Por otro lado, existe la mención de unas imágenes de la novela contrastables a las imágenes mencionadas, al recorrido por las visualidades entre mujeres. Siguiendo unos rumores acerca del médico que atendió su parto, la narradora encuentra al obstetra en Twitter. Al colocar la fecha del parto de su hijo, encuentra fotos de su propio parto, tomadas sin su consentimiento, con los hashtags “#partorespetado #PartoHumanizado #loveandcompassion”. Naturalmente, se enfurece, y escribe: “Casi me explota la cabeza de coraje”. Coraje, en el español mexicanizado, cumple dos significados: enojo y rabia intensa, pero también valentía, como en el resto de Latinoamérica.
En el recorrido textual que hace la novela, donde la noción del autorretrato cumple un rol fundamental, la foto extraña y hurtada por la modernidad genera un shock automático. El enojo esperado se transforma, lingüísticamente, también en valentía.
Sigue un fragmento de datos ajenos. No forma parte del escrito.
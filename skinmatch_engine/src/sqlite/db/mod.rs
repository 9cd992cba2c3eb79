//! # SQLite database methods
//!
//! "Low-level" SQLite interactions, maintained as simple functions (rather than stateful
//! structs) that accept a `&mut SqliteConnection` argument. Callers can obtain a connection from
//! a pool, or create an atomic transaction as the need arises and call through without any other
//! changes.
use std::env;

use log::info;
use sqlx::{sqlite::SqlitePoolOptions, Error as SqlxError, SqlitePool};

pub mod products;
pub mod snapshots;

const SQLITE_DB_URL: &str = "sqlite://data/skinmatch.db";

pub fn db_url() -> String {
    let result = env::var("SMG_DATABASE_URL").unwrap_or_else(|_| {
        info!("SMG_DATABASE_URL is not set. Using the default.");
        SQLITE_DB_URL.to_string()
    });
    info!("Using database URL: {result}");
    result
}

pub async fn new_pool(url: &str, max_connections: u32) -> Result<SqlitePool, SqlxError> {
    let pool = SqlitePoolOptions::new().max_connections(max_connections).connect(url).await?;
    Ok(pool)
}
use std::{fmt::Debug, sync::Arc};

use chrono::Utc;
use log::*;

use crate::{
    db_types::{MatchRequest, ScoredCandidate},
    ingredients::IngredientNormalizer,
    match_api::{MatchOutcome, MatchingError},
    matching::{filter, scorer},
    traits::ProductStore,
    verification::LiveVerifier,
};

/// Engine-level request policy.
#[derive(Debug, Clone)]
pub struct MatchOptions {
    /// Countries the deployment serves. Requests outside this list are rejected up front.
    pub country_whitelist: Vec<String>,
    /// Upper bound on candidates entering scoring.
    pub candidate_cap: usize,
    /// Currency reported when the request does not ask for one.
    pub default_currency: String,
}

impl Default for MatchOptions {
    fn default() -> Self {
        Self {
            country_whitelist: vec!["GB".to_string()],
            candidate_cap: filter::CANDIDATE_CAP,
            default_currency: "GBP".to_string(),
        }
    }
}

/// `MatchFlowApi` is the primary API for answering match requests: validate → normalize →
/// filter → score → live-verify → re-sort.
pub struct MatchFlowApi<B> {
    db: B,
    normalizer: Arc<IngredientNormalizer>,
    verifier: LiveVerifier<B>,
    options: MatchOptions,
}

impl<B> Debug for MatchFlowApi<B> {
    fn fmt(&self, f: &mut std::fmt::Formatter<'_>) -> std::fmt::Result {
        write!(f, "MatchFlowApi")
    }
}

impl<B: Clone> Clone for MatchFlowApi<B> {
    fn clone(&self) -> Self {
        Self {
            db: self.db.clone(),
            normalizer: Arc::clone(&self.normalizer),
            verifier: self.verifier.clone(),
            options: self.options.clone(),
        }
    }
}

impl<B> MatchFlowApi<B>
where B: ProductStore + 'static
{
    pub fn new(db: B, normalizer: Arc<IngredientNormalizer>, verifier: LiveVerifier<B>, options: MatchOptions) -> Self {
        Self { db, normalizer, verifier, options }
    }

    pub fn options(&self) -> &MatchOptions {
        &self.options
    }

    pub fn verifier(&self) -> &LiveVerifier<B> {
        &self.verifier
    }

    pub fn db(&self) -> &B {
        &self.db
    }

    /// Answers one match request.
    ///
    /// Validation failures are immediate and local; nothing is filtered before the request is
    /// known to be well-formed. Zero candidates (or zero *verifiable* candidates) is a valid,
    /// successful outcome with an empty result list.
    pub async fn match_products(&self, request: MatchRequest) -> Result<MatchOutcome, MatchingError> {
        self.validate(&request)?;
        let currency = request.currency.clone().unwrap_or_else(|| self.options.default_currency.clone());

        let required = self.normalizer.normalize_list(&request.required_ingredients);
        let avoided = self.normalizer.normalize_list(&request.avoid_ingredients);
        info!("🧪 Normalized ingredients - required: {required:?}, avoid: {avoided:?}");
        if required.is_empty() {
            // Every required term normalized away to nothing.
            return Err(MatchingError::InvalidRequest(
                "At least one required ingredient must be specified".to_string(),
            ));
        }

        let rows = self.db.fetch_candidates(&request.country, request.max_price).await?;
        let mut candidates = Vec::new();
        for product in rows {
            let terms = filter::product_search_terms(&product, &self.normalizer);
            if filter::matches_required(&terms, &required, &self.normalizer)
                && filter::matches_avoided(&terms, &avoided, &self.normalizer)
            {
                candidates.push(product);
                if candidates.len() >= self.options.candidate_cap {
                    break;
                }
            }
        }
        info!("📊 Found {} candidate products for {}", candidates.len(), request.country);
        if candidates.is_empty() {
            return Ok(MatchOutcome::empty(currency));
        }

        let now = Utc::now();
        let mut scored: Vec<ScoredCandidate> = candidates
            .into_iter()
            .map(|product| {
                let score = scorer::score(&product, &required, &self.normalizer, now);
                ScoredCandidate { product, score }
            })
            .collect();
        // Stable: candidates with equal scores keep their filter (last_seen) order.
        scored.sort_by(|a, b| b.score.total_cmp(&a.score));
        debug!("🎯 Scored {} matching products", scored.len());

        let mut results = self.verifier.verify_top_candidates(scored, request.postcode()).await;
        results.sort_by(|a, b| b.score.total_cmp(&a.score));
        info!("✅ Match complete: {} verified product(s) returned", results.len());

        Ok(MatchOutcome { generated_at: Utc::now(), currency, results })
    }

    fn validate(&self, request: &MatchRequest) -> Result<(), MatchingError> {
        if !self.options.country_whitelist.iter().any(|c| c == &request.country) {
            return Err(MatchingError::InvalidRequest(format!(
                "Country '{}' is not supported. Supported countries: {}",
                request.country,
                self.options.country_whitelist.join(", ")
            )));
        }
        if request.required_ingredients.is_empty() {
            return Err(MatchingError::InvalidRequest(
                "At least one required ingredient must be specified".to_string(),
            ));
        }
        if let Some(max_price) = request.max_price {
            if max_price <= 0.0 {
                return Err(MatchingError::InvalidRequest("Maximum price must be greater than 0".to_string()));
            }
        }
        debug!(
            "✅ Match request validated - country: {}, required: {}, avoid: {}",
            request.country,
            request.required_ingredients.len(),
            request.avoid_ingredients.len()
        );
        Ok(())
    }
}

#[cfg(test)]
mod test {
    use super::*;
    use crate::{
        db_types::Retailer,
        test_utils::{
            fixtures::ProductFixture,
            stubs::{InMemoryStore, StubAdapter},
        },
        verification::{AdapterRegistry, MemoryCache, VerifyOptions},
    };

    fn api_with(store: InMemoryStore, registry: AdapterRegistry) -> MatchFlowApi<InMemoryStore> {
        let verifier = LiveVerifier::new(
            store.clone(),
            Arc::new(MemoryCache::new()),
            Arc::new(registry),
            VerifyOptions::default(),
        );
        MatchFlowApi::new(store, Arc::new(IngredientNormalizer::default()), verifier, MatchOptions::default())
    }

    fn request(country: &str, required: &[&str]) -> MatchRequest {
        MatchRequest {
            country: country.to_string(),
            location: None,
            required_ingredients: required.iter().map(|s| s.to_string()).collect(),
            avoid_ingredients: Vec::new(),
            max_price: None,
            currency: None,
        }
    }

    #[tokio::test]
    async fn unsupported_country_is_rejected() {
        let api = api_with(InMemoryStore::new(), AdapterRegistry::new());
        let err = api.match_products(request("FR", &["niacinamide"])).await.unwrap_err();
        assert!(err.is_client_error());
    }

    #[tokio::test]
    async fn empty_required_list_is_rejected() {
        let api = api_with(InMemoryStore::new(), AdapterRegistry::new());
        let err = api.match_products(request("GB", &[])).await.unwrap_err();
        assert!(err.is_client_error());
    }

    #[tokio::test]
    async fn non_positive_max_price_is_rejected() {
        let api = api_with(InMemoryStore::new(), AdapterRegistry::new());
        let mut req = request("GB", &["niacinamide"]);
        req.max_price = Some(0.0);
        let err = api.match_products(req).await.unwrap_err();
        assert!(err.is_client_error());
    }

    #[tokio::test]
    async fn no_candidates_is_a_successful_empty_outcome() {
        let api = api_with(InMemoryStore::new(), AdapterRegistry::new());
        let outcome = api.match_products(request("GB", &["niacinamide"])).await.unwrap();
        assert!(outcome.results.is_empty());
        assert_eq!(outcome.currency, "GBP");
    }

    #[tokio::test]
    async fn results_are_sorted_by_descending_score() {
        let store = InMemoryStore::new();
        // Deeper ingredient position → lower score for the second product.
        store
            .seed(ProductFixture::new("boots", "front").ingredients(&["niacinamide", "aqua"]).build_new())
            .await;
        store
            .seed(
                ProductFixture::new("boots", "back")
                    .ingredients(&["aqua", "glycerin", "dimethicone", "niacinamide"])
                    .build_new(),
            )
            .await;
        let mut registry = AdapterRegistry::new();
        registry.register(Arc::new(StubAdapter::in_stock(Retailer::Boots, 9.99)));
        let api = api_with(store, registry);

        let outcome = api.match_products(request("GB", &["niacinamide"])).await.unwrap();
        assert_eq!(outcome.results.len(), 2);
        assert!(outcome.results[0].score >= outcome.results[1].score);
        assert_eq!(outcome.results[0].product.retailer_sku, "front");
    }

    #[tokio::test]
    async fn requested_currency_is_echoed() {
        let api = api_with(InMemoryStore::new(), AdapterRegistry::new());
        let mut req = request("GB", &["niacinamide"]);
        req.currency = Some("EUR".to_string());
        let outcome = api.match_products(req).await.unwrap();
        assert_eq!(outcome.currency, "EUR");
    }
}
Por lo tanto, en ese doble significado, se cifra la verdadera acción valiente que la novela está intentando describir: el autorretrato femenino, en reacción tanto a la falta como al hurto de la representación, o directamente a la mala representación.
Convirtiendo el tabú en tótem, Jazmina Barrera desea, al final de su novela, generar un canon sobre la maternidad, sin darse cuenta (o completamente consciente) de que ella misma generó un canon, por lo menos el propio, el personal, al mismo tiempo que se generó el universal, del que ella misma participa como autora. Sin embargo, creo que la hipótesis de la novela también dialoga con la posibilidad de insertarse en la discusión actual sobre la autoficción. Haciendo oídos sordos a los detractores de la denominada “literatura del yo”, la novela nos pregunta en qué instancias el autorretrato es, quizás, no, necesario, mejor: inevitable. No solo cuándo es inevitable autorretratarse, sino también que si el autorretrato se inscribe en una pluralidad de voces, ¿sigue siendo un autorretrato?
Al final del libro, Jazmina le pide a su madre que le saque una foto con su bebé. “Tengo el camisón abierto, una trenza sobre el hombro derecho, y parece que tengo los ojos cerrados pero es porque estoy viendo a Silvestre. Él está sobre un cojín, con una piyama blanca, y agarra con la mano la tela del camisón. No se alcanza a ver en la foto, pero yo sé que él sí tiene los ojos cerrados”. Dialogando directamente con la foto de Tina Modotti a Luz Jiménez, se inscribe a ella misma dentro del cánon de retratos de lo olvidado y natural, de los secretos de la maternidad.